[Saved data entries]
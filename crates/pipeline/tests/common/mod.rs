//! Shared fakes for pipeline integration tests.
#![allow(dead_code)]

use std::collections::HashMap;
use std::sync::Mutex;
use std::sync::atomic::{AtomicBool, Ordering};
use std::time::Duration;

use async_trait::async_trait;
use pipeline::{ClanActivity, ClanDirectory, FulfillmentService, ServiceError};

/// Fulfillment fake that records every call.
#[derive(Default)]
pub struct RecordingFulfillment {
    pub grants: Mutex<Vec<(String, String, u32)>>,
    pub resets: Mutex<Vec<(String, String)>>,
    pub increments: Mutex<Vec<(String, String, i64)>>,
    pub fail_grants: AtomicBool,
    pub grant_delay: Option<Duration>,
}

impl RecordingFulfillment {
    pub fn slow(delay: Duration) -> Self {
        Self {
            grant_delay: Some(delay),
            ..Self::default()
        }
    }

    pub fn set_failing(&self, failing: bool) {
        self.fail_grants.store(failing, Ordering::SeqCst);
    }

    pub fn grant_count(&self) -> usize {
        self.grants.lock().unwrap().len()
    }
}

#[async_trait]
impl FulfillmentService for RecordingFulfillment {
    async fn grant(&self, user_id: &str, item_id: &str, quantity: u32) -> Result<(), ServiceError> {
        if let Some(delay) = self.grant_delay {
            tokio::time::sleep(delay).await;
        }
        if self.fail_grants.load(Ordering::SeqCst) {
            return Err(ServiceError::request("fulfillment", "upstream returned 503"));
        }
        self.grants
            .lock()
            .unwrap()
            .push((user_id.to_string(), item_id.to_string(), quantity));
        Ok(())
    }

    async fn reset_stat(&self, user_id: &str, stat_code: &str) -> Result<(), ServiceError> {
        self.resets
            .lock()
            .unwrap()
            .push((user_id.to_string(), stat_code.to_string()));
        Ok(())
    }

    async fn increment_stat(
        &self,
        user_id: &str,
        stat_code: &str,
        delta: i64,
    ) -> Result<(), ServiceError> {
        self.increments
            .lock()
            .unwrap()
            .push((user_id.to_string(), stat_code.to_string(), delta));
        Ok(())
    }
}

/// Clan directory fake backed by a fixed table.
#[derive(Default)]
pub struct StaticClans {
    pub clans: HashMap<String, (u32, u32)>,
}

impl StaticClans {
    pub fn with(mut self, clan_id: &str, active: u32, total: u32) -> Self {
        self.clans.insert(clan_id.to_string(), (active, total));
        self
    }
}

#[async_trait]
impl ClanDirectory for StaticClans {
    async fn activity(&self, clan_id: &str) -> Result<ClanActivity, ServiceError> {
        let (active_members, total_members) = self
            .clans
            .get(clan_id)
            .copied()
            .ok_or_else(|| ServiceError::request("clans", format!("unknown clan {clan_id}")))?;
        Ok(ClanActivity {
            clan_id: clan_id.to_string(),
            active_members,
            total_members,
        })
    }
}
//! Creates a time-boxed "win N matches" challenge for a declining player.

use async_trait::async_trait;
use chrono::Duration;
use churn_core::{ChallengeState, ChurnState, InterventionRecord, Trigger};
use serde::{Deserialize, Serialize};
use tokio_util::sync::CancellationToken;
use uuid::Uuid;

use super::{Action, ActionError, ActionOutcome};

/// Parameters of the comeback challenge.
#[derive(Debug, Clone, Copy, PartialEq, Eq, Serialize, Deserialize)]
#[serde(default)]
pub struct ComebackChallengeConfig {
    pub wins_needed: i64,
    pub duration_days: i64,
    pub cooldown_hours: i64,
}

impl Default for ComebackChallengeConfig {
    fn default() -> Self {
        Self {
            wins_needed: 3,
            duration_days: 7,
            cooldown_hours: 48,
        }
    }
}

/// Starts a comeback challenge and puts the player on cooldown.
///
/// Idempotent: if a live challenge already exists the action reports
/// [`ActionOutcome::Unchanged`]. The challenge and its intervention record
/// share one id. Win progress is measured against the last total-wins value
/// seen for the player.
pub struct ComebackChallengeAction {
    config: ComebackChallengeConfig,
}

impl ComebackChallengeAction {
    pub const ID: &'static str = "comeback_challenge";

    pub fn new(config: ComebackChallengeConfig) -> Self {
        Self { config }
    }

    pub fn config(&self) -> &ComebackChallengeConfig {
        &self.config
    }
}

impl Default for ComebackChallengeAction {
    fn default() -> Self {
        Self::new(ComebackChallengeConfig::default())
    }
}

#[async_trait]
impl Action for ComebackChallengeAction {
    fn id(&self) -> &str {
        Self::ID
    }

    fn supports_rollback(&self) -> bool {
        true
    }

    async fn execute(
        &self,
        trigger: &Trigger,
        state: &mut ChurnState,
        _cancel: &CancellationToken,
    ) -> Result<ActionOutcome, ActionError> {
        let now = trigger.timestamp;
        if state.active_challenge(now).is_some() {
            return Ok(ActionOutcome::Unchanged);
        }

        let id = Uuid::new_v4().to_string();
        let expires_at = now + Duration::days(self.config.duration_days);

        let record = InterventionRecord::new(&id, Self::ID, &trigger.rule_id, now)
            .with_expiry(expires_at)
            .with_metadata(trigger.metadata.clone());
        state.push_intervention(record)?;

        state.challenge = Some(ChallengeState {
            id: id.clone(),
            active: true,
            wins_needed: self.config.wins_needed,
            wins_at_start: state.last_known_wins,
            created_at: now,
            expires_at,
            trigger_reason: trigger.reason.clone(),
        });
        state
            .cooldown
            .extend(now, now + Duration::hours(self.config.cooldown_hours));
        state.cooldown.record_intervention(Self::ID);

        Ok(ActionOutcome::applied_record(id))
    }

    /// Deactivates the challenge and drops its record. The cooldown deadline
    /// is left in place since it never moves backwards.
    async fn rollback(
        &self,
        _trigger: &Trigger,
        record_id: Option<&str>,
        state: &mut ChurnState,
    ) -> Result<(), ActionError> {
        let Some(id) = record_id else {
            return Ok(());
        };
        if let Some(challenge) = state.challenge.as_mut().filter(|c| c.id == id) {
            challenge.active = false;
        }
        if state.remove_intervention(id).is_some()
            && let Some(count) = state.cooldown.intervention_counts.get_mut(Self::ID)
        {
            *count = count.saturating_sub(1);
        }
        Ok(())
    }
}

---

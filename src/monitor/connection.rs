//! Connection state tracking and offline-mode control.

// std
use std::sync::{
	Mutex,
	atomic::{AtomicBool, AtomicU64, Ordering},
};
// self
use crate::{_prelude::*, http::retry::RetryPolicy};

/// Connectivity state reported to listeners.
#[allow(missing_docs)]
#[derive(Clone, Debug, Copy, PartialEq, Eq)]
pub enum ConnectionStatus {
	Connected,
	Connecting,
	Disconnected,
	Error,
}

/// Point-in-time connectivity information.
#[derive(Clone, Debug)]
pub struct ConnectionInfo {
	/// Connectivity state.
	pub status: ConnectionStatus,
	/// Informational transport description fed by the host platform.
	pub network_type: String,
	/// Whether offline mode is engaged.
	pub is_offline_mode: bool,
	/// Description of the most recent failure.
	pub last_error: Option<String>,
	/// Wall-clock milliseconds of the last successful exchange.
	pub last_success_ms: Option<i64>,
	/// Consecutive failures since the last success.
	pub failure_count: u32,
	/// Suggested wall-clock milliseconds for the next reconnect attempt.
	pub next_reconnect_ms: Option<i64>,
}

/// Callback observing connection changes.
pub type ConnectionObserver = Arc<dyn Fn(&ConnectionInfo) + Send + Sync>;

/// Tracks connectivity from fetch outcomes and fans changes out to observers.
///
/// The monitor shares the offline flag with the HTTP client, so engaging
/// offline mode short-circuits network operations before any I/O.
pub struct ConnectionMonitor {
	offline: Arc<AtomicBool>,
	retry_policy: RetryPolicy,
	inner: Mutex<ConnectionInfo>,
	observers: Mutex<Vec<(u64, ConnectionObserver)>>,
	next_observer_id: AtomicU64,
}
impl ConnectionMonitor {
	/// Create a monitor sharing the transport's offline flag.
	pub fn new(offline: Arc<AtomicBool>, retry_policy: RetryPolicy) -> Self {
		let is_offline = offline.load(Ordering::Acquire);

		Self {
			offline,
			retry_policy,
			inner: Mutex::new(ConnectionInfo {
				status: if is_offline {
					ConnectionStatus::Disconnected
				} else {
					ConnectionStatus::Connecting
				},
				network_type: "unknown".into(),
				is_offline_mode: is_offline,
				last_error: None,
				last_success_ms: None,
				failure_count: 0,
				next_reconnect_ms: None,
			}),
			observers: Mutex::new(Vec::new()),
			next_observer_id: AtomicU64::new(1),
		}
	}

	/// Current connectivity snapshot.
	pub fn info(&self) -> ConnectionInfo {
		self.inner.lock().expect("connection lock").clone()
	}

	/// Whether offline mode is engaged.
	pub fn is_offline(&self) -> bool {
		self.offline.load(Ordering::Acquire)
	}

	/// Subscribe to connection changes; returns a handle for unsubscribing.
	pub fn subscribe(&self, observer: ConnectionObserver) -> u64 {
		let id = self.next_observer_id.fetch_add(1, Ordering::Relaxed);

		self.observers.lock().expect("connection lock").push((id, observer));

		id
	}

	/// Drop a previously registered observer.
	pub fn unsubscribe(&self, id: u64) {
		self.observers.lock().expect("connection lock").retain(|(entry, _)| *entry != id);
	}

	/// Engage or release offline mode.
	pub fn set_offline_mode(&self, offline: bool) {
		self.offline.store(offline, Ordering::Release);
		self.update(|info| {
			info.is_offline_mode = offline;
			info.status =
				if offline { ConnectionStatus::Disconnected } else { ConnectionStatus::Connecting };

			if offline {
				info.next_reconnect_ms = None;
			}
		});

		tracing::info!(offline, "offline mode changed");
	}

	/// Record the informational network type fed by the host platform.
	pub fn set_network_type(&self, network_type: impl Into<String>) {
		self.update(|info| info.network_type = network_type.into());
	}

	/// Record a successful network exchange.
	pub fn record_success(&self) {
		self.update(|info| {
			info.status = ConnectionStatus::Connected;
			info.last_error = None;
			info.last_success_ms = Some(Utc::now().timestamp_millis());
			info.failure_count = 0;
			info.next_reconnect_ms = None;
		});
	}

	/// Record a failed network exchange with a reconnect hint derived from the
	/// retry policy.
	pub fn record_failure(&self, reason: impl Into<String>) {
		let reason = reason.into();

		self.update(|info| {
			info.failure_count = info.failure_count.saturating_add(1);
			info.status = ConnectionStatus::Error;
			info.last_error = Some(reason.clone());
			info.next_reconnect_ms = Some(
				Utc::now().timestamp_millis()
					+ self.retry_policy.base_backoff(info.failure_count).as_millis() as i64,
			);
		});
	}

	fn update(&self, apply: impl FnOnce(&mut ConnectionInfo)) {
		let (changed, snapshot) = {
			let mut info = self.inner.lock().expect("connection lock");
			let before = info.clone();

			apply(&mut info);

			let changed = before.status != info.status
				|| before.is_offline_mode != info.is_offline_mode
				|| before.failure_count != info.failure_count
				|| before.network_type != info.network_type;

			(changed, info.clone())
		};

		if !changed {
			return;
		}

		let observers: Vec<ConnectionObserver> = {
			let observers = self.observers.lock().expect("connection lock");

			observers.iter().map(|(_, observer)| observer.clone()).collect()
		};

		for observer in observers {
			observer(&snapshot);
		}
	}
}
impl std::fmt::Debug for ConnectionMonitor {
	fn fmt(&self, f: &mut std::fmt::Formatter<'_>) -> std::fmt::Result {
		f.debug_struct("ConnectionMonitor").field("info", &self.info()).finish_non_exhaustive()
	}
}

Your instructions
Scan the records for the word "ConnectionObserver", and copy each line where it is found.

Problem solution
pub type ConnectionObserver = Arc<dyn Fn(&ConnectionInfo) + Send + Sync>;
	observers: Mutex<Vec<(u64, ConnectionObserver)>>,
	pub fn subscribe(&self, observer: ConnectionObserver) -> u64 {
		let observers: Vec<ConnectionObserver> = {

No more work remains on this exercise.